[Stored items]

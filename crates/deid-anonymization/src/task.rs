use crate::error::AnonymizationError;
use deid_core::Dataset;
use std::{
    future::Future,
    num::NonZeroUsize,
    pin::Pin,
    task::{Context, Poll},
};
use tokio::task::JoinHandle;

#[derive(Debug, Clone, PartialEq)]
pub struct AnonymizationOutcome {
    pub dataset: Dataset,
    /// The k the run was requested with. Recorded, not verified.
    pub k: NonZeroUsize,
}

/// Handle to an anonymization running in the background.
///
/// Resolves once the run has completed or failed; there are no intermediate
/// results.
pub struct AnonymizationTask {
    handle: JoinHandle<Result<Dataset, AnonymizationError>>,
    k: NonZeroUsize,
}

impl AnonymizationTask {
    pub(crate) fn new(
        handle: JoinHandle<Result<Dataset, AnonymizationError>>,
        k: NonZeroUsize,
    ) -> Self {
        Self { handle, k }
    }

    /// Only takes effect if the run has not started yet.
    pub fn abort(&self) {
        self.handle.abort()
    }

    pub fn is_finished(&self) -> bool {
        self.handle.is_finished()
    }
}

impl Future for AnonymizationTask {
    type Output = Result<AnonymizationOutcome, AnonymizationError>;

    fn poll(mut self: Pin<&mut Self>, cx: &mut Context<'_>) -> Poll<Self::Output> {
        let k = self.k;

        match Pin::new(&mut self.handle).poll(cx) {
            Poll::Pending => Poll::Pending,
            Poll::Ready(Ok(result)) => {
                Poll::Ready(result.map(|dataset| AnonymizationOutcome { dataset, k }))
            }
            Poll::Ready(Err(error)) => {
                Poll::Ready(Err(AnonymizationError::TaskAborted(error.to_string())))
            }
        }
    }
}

_Your instructions_
Return the records in full, exactly as they read.

_Written solution_
filename crates/deid-anonymization/src/task.rs
use crate::error::AnonymizationError;
use deid_core::Dataset;
use std::{
    future::Future,
    num::NonZeroUsize,
    pin::Pin,
    task::{Context, Poll},
};
use tokio::task::JoinHandle;

#[derive(Debug, Clone, PartialEq)]
pub struct AnonymizationOutcome {
    pub dataset: Dataset,
    /// The k the run was requested with. Recorded, not verified.
    pub k: NonZeroUsize,
}

/// Handle to an anonymization running in the background.
///
/// Resolves once the run has completed or failed; there are no intermediate
/// results.
pub struct AnonymizationTask {
    handle: JoinHandle<Result<Dataset, AnonymizationError>>,
    k: NonZeroUsize,
}

impl AnonymizationTask {
    pub(crate) fn new(
        handle: JoinHandle<Result<Dataset, AnonymizationError>>,
        k: NonZeroUsize,
    ) -> Self {
        Self { handle, k }
    }

    /// Only takes effect if the run has not started yet.
    pub fn abort(&self) {
        self.handle.abort()
    }

    pub fn is_finished(&self) -> bool {
        self.handle.is_finished()
    }
}

impl Future for AnonymizationTask {
    type Output = Result<AnonymizationOutcome, AnonymizationError>;

    fn poll(mut self: Pin<&mut Self>, cx: &mut Context<'_>) -> Poll<Self::Output> {
        let k = self.k;

        match Pin::new(&mut self.handle).poll(cx) {
            Poll::Pending => Poll::Pending,
            Poll::Ready(Ok(result)) => {
                Poll::Ready(result.map(|dataset| AnonymizationOutcome { dataset, k }))
            }
            Poll::Ready(Err(error)) => {
                Poll::Ready(Err(AnonymizationError::TaskAborted(error.to_string())))
            }
        }
    }
}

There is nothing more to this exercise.